Provided material
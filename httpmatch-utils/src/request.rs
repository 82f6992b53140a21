// Copyright 2024 Wladimir Palant
//
// Licensed under the Apache License, Version 2.0 (the "License");
// you may not use this file except in compliance with the License.
// You may obtain a copy of the License at
//
// http://www.apache.org/licenses/LICENSE-2.0
//
// Unless required by applicable law or agreed to in writing, software
// distributed under the License is distributed on an "AS IS" BASIS,
// WITHOUT WARRANTIES OR CONDITIONS OF ANY KIND, either express or implied.
// See the License for the specific language governing permissions and
// limitations under the License.

//! Exposes the request abstraction that matchers are evaluated against, together with a few
//! re-exports from `pingora-core`, so that matcher crates no longer need it as a direct
//! dependency.

use http::{header, Extensions, HeaderName, HeaderValue, Method, Uri};
pub use pingora::http::RequestHeader;
pub use pingora::protocols::l4::socket::SocketAddr;
pub use pingora::proxy::Session;
pub use pingora::{Error, ErrorType};
use std::borrow::Cow;
use std::io::{Cursor, Seek, SeekFrom, Write};

/// Wraps a Pingora session together with the request-scoped extension map that carries the
/// matching core's `Replacer` and `VarsStore` instances a route's matchers are evaluated against.
///
/// Unlike [`Session`] itself, which Pingora hands to each request-filter phase, a `RequestContext`
/// is what `httpmatch-core`'s `Matcher::matches` actually receives.
#[derive(Debug)]
pub struct RequestContext {
    session: Session,
    extensions: Extensions,
}

impl RequestContext {
    /// Wraps a session for matcher evaluation.
    pub fn new(session: Session) -> Self {
        Self {
            session,
            extensions: Extensions::new(),
        }
    }

    /// Returns the wrapped session.
    pub fn session(&self) -> &Session {
        &self.session
    }

    /// Returns the wrapped session mutably.
    pub fn session_mut(&mut self) -> &mut Session {
        &mut self.session
    }

    /// Returns the request-scoped extension map, used to carry the `Replacer` and `VarsStore`.
    pub fn extensions(&self) -> &Extensions {
        &self.extensions
    }

    /// Returns the request-scoped extension map mutably.
    pub fn extensions_mut(&mut self) -> &mut Extensions {
        &mut self.extensions
    }

    /// Returns the request header.
    pub fn req_header(&self) -> &RequestHeader {
        self.session.req_header()
    }

    /// Returns the request method.
    pub fn method(&self) -> &Method {
        &self.req_header().method
    }

    /// Returns the request URI as received (or as rewritten by an earlier handler).
    pub fn uri(&self) -> &Uri {
        &self.req_header().uri
    }

    /// Attempts to determine the request host, preferring the `Host` header over the URI
    /// authority. The port, if any, is not stripped; callers needing a bare host name should
    /// use [`host_without_port`].
    pub fn host(&self) -> Option<Cow<'_, str>> {
        fn host_from_header(ctx: &RequestContext) -> Option<Cow<'_, str>> {
            let host = ctx.req_header().headers.get(header::HOST)?;
            host.to_str().ok().map(Cow::Borrowed)
        }

        fn host_from_uri(ctx: &RequestContext) -> Option<Cow<'_, str>> {
            let uri = ctx.uri();
            let host = uri.host()?;
            if let Some(port) = uri.port() {
                let mut host = host.to_owned();
                host.push(':');
                host.push_str(port.as_str());
                Some(Cow::Owned(host))
            } else {
                Some(Cow::Borrowed(host))
            }
        }

        host_from_header(self).or_else(|| host_from_uri(self))
    }

    /// Returns all values of a given header, in declaration order.
    pub fn header_values(&self, name: &HeaderName) -> impl Iterator<Item = &HeaderValue> {
        self.req_header().headers.get_all(name).iter()
    }

    /// Returns the client (peer) address of the connection, if known.
    pub fn remote_addr(&self) -> Option<&SocketAddr> {
        self.session.client_addr()
    }
}

/// Strips a trailing `:port` from a host string, as used for `Host` header and URI authority
/// comparisons throughout the matcher set.
pub fn host_without_port(host: &str) -> &str {
    if let Some(bracket) = host.rfind(']') {
        &host[..=bracket]
    } else {
        host.rsplit_once(':').map(|(h, _)| h).unwrap_or(host)
    }
}

/// Creates a new Pingora session for tests with the given request header and an empty body.
pub async fn create_test_session(header: RequestHeader) -> Session {
    create_test_session_with_body(header, "").await
}

/// Creates a new Pingora session for tests with the given request header and request body.
pub async fn create_test_session_with_body(
    mut header: RequestHeader,
    body: impl AsRef<[u8]>,
) -> Session {
    let mut cursor = Cursor::new(Vec::<u8>::new());
    let _ = cursor.write(b"POST / HTTP/1.1\r\n");
    let _ = cursor.write(b"Connection: close\r\n");
    let _ = cursor.write(b"\r\n");
    let _ = cursor.write(body.as_ref());
    let _ = cursor.seek(SeekFrom::Start(0));

    let _ = header.insert_header(header::CONTENT_LENGTH, body.as_ref().len());

    let mut session = Session::new_h1(Box::new(cursor));
    assert!(session.read_request().await.unwrap());
    *session.req_header_mut() = header;

    session
}
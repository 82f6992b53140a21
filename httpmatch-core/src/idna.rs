// Copyright 2024 Wladimir Palant
//
// Licensed under the Apache License, Version 2.0 (the "License");
// you may not use this file except in compliance with the License.
// You may obtain a copy of the License at
//
// http://www.apache.org/licenses/LICENSE-2.0
//
// Unless required by applicable law or agreed to in writing, software
// distributed under the License is distributed on an "AS IS" BASIS,
// WITHOUT WARRANTIES OR CONDITIONS OF ANY KIND, either express or implied.
// See the License for the specific language governing permissions and
// limitations under the License.

//! Thin wrapper around the `idna` crate's ToASCII conversion, used by `MatchHost` to normalize
//! Unicode host patterns and incoming `Host` headers to their `xn--` form before comparison.

use crate::error::ConfigError;

/// Converts a host to its ASCII (`xn--`) form and lowercases it. Hosts that are already ASCII
/// pass through unchanged apart from lowercasing.
pub fn to_ascii_lowercase(host: &str) -> Result<String, ConfigError> {
    idna::domain_to_ascii(host).map_err(|_| ConfigError::InvalidIdna {
        pattern: host.to_owned(),
    })
}

#[cfg(test)]
mod tests {
    use super::*;

    #[test]
    fn ascii_host_passes_through() {
        assert_eq!(to_ascii_lowercase("Example.COM").unwrap(), "example.com");
    }

    #[test]
    fn unicode_host_converts_to_xn_form() {
        assert_eq!(
            to_ascii_lowercase("\u{e9}x\u{e0}mpl\u{ea}.com").unwrap(),
            "xn--xmpl-0na6cm.com"
        );
    }
}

Directions for this task
Give the count of lines in the listing that hold the word "scoped", with no other text.

Completed exercise
3